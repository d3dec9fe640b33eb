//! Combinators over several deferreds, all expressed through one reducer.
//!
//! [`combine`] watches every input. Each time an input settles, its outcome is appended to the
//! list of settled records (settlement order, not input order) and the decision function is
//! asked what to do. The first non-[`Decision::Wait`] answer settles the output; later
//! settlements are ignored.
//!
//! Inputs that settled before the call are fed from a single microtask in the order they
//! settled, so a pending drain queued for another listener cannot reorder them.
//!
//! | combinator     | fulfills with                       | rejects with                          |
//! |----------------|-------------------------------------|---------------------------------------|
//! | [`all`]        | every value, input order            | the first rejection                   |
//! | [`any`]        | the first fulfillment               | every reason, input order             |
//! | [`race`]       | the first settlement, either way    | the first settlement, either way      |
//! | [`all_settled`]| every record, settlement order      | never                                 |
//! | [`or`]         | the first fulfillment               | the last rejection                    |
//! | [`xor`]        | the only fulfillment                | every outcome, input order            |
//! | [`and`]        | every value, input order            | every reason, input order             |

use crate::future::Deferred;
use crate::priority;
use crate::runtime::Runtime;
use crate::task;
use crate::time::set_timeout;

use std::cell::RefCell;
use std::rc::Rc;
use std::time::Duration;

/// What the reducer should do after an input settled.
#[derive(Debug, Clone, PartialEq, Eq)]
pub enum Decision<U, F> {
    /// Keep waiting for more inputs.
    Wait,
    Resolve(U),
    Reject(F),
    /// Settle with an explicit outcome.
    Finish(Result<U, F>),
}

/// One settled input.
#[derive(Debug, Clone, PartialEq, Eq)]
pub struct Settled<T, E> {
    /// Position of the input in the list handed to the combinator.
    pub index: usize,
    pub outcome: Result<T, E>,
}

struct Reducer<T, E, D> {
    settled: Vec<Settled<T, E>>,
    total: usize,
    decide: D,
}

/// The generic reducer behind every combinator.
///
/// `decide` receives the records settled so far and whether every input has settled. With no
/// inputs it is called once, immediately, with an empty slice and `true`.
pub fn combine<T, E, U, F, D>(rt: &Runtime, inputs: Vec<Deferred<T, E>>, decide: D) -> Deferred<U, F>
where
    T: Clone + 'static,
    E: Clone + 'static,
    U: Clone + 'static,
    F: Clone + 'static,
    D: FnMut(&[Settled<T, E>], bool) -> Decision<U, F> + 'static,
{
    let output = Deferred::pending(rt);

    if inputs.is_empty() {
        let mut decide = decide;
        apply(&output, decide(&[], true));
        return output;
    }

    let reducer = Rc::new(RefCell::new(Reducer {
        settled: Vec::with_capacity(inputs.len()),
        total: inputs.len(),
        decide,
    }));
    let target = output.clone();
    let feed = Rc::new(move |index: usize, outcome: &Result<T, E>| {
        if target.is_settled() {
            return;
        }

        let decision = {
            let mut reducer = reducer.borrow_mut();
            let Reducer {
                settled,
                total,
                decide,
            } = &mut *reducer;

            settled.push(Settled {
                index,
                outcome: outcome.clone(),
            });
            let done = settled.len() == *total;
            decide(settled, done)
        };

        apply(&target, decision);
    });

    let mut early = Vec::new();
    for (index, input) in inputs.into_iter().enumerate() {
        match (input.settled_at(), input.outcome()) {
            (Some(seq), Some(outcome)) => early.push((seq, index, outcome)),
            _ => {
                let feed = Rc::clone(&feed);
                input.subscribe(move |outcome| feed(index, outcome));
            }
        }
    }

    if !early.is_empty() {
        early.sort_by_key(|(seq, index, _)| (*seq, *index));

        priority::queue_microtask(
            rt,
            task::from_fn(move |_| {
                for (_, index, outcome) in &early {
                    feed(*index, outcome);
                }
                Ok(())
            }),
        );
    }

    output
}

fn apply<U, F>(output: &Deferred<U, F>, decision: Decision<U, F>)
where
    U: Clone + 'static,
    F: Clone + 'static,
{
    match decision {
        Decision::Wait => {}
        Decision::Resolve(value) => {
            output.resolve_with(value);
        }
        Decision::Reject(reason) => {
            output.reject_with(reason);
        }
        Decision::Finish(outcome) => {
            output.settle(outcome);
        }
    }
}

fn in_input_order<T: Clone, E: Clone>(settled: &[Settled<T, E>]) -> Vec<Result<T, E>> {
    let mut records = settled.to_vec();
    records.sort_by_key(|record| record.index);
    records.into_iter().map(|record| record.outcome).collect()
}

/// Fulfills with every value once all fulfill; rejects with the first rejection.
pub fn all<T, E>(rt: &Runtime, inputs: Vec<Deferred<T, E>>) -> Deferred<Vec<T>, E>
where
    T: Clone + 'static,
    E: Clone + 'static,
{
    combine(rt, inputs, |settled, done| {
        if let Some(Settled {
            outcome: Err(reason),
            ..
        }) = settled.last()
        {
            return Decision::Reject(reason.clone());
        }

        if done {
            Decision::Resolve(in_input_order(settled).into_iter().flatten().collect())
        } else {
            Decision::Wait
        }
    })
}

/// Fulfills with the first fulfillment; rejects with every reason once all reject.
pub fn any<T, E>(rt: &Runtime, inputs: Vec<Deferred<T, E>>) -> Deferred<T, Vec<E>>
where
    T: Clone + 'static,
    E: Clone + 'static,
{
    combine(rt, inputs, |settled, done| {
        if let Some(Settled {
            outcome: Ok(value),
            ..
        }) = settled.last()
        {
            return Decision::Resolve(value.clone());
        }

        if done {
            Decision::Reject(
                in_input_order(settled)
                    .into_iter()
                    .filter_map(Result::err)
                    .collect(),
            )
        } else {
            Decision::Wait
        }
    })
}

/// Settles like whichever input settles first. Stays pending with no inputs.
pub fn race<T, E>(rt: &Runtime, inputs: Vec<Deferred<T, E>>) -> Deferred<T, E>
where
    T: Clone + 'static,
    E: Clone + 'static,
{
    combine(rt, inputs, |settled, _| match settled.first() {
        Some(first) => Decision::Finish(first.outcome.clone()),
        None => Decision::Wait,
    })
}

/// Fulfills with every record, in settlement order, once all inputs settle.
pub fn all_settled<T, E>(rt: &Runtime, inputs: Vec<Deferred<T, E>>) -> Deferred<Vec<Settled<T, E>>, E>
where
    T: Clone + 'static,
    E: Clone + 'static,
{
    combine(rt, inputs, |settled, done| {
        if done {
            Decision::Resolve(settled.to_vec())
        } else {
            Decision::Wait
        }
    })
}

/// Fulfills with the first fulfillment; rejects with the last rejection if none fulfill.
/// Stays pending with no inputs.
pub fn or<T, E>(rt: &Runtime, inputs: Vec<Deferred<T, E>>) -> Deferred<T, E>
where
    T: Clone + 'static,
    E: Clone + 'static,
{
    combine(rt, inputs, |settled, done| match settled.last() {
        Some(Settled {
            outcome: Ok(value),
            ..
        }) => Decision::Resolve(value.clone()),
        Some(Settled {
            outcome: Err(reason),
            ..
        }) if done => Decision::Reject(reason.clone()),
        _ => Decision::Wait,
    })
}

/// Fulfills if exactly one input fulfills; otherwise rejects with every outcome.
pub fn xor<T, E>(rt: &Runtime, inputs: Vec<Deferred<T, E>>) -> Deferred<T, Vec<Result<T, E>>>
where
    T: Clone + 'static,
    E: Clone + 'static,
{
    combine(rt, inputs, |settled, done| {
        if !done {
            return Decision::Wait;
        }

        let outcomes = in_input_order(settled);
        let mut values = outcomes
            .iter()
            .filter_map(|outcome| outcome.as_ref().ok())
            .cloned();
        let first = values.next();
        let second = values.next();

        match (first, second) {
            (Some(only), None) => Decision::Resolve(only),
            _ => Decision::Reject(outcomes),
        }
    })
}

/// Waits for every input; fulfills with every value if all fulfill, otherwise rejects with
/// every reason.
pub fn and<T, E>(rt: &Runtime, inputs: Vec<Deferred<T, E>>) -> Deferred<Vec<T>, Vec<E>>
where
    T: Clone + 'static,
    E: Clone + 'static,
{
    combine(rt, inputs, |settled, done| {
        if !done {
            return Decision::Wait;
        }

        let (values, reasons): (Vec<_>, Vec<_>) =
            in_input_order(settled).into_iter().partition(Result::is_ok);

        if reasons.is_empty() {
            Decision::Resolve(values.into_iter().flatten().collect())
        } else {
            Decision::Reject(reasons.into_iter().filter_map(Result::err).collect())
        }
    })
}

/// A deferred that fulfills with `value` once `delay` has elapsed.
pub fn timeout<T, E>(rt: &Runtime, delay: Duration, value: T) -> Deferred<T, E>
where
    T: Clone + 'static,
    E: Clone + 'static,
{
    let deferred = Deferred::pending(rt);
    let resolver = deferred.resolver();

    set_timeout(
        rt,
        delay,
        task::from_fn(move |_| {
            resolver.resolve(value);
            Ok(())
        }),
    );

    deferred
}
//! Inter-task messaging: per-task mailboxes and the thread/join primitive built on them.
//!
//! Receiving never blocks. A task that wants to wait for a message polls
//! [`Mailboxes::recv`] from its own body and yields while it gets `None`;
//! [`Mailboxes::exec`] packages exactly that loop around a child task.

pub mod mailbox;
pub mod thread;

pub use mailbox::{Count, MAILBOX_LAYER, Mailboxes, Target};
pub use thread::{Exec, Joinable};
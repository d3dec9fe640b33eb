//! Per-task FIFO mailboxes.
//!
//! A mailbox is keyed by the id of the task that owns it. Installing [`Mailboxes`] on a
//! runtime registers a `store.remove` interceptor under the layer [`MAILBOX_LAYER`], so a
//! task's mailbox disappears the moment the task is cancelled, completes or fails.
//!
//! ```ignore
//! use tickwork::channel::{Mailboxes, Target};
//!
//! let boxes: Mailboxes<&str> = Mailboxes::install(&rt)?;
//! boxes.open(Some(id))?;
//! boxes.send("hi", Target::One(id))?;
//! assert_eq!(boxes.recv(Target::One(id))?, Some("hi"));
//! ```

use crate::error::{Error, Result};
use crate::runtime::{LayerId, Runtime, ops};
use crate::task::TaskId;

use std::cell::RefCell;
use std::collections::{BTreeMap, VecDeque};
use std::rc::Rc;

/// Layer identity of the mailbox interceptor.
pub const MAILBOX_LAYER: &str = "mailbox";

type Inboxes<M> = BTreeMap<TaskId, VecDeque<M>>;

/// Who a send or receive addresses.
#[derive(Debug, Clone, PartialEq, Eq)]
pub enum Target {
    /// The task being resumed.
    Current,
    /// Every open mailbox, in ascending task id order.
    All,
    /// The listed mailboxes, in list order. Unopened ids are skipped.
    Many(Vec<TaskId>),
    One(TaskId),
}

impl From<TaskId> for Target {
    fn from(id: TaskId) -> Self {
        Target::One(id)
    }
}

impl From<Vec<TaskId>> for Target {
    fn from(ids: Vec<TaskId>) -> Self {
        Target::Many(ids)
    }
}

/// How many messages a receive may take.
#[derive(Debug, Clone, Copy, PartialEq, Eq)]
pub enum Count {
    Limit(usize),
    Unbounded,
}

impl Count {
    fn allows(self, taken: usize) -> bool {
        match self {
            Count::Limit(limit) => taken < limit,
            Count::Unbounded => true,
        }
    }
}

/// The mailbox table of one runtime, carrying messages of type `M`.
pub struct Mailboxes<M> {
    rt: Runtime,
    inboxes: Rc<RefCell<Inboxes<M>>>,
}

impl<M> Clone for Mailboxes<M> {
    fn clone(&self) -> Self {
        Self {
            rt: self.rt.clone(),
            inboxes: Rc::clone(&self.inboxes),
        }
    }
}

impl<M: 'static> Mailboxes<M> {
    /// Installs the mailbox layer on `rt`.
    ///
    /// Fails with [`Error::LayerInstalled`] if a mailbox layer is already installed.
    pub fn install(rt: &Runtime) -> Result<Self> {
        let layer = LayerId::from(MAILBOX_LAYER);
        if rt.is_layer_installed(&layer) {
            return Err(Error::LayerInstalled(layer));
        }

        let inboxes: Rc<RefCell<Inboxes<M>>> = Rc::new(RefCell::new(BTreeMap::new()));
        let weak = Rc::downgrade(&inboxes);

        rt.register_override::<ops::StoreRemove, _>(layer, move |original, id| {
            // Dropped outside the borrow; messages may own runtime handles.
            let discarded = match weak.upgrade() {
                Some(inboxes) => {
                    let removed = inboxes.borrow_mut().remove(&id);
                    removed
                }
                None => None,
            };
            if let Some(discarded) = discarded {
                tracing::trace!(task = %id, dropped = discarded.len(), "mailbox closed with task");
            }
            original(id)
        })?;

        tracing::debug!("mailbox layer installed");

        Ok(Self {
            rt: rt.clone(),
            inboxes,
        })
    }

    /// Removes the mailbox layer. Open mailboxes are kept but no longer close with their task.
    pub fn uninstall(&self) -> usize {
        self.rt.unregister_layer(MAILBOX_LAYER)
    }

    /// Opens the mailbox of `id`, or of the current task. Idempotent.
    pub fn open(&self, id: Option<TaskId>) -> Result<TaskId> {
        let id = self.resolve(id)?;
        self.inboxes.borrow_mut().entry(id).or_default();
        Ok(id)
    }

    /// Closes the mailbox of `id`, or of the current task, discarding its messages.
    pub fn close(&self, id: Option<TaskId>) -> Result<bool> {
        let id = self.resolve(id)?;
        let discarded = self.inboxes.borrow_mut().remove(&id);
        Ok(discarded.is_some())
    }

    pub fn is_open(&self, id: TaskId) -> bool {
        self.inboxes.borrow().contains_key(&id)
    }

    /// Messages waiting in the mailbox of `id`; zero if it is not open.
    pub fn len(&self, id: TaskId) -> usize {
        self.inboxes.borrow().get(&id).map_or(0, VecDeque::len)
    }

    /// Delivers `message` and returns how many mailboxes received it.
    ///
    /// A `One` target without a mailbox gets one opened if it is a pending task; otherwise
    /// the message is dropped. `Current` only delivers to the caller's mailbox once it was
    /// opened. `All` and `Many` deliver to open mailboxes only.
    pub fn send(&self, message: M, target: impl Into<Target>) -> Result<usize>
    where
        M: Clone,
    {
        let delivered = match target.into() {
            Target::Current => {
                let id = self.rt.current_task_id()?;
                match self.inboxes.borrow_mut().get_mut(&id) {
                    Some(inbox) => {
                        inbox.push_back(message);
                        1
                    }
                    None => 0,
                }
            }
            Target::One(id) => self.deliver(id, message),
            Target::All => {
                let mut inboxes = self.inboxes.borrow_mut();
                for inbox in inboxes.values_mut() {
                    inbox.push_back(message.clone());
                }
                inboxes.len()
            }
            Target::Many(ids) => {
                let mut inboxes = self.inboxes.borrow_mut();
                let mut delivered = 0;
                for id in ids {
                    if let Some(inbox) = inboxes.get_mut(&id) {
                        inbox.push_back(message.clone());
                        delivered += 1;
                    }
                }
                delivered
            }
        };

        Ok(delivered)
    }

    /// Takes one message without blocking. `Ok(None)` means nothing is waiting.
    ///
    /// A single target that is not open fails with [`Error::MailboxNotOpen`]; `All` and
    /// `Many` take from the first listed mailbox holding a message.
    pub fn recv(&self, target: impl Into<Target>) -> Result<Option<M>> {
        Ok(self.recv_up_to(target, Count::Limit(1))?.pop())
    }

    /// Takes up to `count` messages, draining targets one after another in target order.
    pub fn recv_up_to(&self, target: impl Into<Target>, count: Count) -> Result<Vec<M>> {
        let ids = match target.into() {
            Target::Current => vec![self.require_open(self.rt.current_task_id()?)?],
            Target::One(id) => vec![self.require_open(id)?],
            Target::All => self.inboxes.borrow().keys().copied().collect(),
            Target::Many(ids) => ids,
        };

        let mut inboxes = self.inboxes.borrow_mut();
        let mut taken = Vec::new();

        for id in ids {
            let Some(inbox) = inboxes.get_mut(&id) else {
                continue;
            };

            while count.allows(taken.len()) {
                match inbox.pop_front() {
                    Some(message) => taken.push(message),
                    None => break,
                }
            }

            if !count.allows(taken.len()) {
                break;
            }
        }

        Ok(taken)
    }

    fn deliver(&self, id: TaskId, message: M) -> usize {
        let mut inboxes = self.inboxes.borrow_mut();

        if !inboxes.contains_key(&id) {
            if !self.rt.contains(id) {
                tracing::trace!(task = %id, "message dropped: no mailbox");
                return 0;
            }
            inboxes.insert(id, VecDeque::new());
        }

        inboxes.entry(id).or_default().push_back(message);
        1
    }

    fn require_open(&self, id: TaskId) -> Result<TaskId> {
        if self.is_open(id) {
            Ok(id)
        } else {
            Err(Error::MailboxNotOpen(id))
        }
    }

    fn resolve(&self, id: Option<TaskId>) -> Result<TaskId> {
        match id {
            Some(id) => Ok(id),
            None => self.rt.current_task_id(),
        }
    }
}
------------------------------
# ABOUT THIS EXERCISE
Reproduce the entries above exactly, but only the lines between the line holding "pub fn or<T, E>(rt: &Runtime, inputs: Vec<Deferred<T, E>>)" and the line holding "A deferred that", inclusive.

# WRITTEN SOLUTION
pub fn or<T, E>(rt: &Runtime, inputs: Vec<Deferred<T, E>>) -> Deferred<T, E>
where
    T: Clone + 'static,
    E: Clone + 'static,
{
    combine(rt, inputs, |settled, done| match settled.last() {
        Some(Settled {
            outcome: Ok(value),
            ..
        }) => Decision::Resolve(value.clone()),
        Some(Settled {
            outcome: Err(reason),
            ..
        }) if done => Decision::Reject(reason.clone()),
        _ => Decision::Wait,
    })
}

/// Fulfills if exactly one input fulfills; otherwise rejects with every outcome.
pub fn xor<T, E>(rt: &Runtime, inputs: Vec<Deferred<T, E>>) -> Deferred<T, Vec<Result<T, E>>>
where
    T: Clone + 'static,
    E: Clone + 'static,
{
    combine(rt, inputs, |settled, done| {
        if !done {
            return Decision::Wait;
        }

        let outcomes = in_input_order(settled);
        let mut values = outcomes
            .iter()
            .filter_map(|outcome| outcome.as_ref().ok())
            .cloned();
        let first = values.next();
        let second = values.next();

        match (first, second) {
            (Some(only), None) => Decision::Resolve(only),
            _ => Decision::Reject(outcomes),
        }
    })
}

/// Waits for every input; fulfills with every value if all fulfill, otherwise rejects with
/// every reason.
pub fn and<T, E>(rt: &Runtime, inputs: Vec<Deferred<T, E>>) -> Deferred<Vec<T>, Vec<E>>
where
    T: Clone + 'static,
    E: Clone + 'static,
{
    combine(rt, inputs, |settled, done| {
        if !done {
            return Decision::Wait;
        }

        let (values, reasons): (Vec<_>, Vec<_>) =
            in_input_order(settled).into_iter().partition(Result::is_ok);

        if reasons.is_empty() {
            Decision::Resolve(values.into_iter().flatten().collect())
        } else {
            Decision::Reject(reasons.into_iter().filter_map(Result::err).collect())
        }
    })
}

/// A deferred that fulfills with `value` once `delay` has elapsed.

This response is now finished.